== Required action ==
Count how many lines in the entries below hold "unwrap". Only the number belongs in the answer.

== Material to process ==
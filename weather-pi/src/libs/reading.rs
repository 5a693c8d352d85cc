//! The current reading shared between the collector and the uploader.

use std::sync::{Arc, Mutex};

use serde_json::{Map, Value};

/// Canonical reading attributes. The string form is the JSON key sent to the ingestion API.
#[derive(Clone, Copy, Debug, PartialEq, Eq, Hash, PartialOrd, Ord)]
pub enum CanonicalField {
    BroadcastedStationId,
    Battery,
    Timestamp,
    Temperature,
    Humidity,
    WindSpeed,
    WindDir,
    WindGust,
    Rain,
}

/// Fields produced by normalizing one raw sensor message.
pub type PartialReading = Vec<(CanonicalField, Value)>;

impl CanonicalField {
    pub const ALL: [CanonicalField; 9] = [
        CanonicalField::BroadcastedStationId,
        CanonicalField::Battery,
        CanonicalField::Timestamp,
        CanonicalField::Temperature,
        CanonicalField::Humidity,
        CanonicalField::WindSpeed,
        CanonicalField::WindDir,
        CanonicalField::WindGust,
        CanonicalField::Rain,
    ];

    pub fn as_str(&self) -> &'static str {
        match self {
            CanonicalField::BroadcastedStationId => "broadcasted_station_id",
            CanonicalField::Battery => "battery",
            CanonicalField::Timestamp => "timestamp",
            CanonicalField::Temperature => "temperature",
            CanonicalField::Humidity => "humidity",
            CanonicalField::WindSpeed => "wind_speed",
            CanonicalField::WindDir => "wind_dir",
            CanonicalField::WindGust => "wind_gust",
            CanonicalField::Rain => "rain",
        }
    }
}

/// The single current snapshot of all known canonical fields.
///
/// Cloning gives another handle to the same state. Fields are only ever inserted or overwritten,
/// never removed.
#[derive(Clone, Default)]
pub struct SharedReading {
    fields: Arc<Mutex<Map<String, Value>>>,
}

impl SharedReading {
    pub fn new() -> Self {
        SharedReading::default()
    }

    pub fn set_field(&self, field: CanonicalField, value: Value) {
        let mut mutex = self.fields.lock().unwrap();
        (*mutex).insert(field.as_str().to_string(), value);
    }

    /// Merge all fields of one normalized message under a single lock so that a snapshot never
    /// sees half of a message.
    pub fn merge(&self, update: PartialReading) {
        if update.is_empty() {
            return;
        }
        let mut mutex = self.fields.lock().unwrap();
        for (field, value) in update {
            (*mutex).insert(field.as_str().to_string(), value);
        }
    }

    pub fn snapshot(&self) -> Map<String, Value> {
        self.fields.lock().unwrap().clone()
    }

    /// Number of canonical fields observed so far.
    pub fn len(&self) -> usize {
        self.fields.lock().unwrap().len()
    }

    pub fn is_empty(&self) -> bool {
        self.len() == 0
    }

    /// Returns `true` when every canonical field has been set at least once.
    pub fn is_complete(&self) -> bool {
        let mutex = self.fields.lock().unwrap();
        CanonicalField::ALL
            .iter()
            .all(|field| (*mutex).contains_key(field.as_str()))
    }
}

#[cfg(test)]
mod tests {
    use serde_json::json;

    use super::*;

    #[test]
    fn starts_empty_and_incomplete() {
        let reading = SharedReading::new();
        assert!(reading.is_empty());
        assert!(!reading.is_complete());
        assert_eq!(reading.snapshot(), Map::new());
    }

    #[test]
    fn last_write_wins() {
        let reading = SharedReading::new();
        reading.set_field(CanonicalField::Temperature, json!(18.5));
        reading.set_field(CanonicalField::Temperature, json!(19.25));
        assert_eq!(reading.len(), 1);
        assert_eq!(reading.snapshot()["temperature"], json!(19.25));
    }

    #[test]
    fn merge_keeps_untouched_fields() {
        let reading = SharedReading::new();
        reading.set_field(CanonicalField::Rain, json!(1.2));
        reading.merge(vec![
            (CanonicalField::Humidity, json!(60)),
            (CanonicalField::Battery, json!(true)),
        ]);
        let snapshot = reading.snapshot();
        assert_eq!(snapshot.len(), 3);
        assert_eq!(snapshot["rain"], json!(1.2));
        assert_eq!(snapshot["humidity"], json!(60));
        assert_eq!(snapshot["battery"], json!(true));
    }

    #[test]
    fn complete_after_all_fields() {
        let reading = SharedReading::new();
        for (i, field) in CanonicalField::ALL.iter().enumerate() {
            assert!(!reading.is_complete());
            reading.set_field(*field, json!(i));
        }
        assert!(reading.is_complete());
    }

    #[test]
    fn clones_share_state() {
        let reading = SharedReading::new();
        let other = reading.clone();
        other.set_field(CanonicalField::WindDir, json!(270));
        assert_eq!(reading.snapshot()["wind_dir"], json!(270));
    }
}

== The completed task ==
5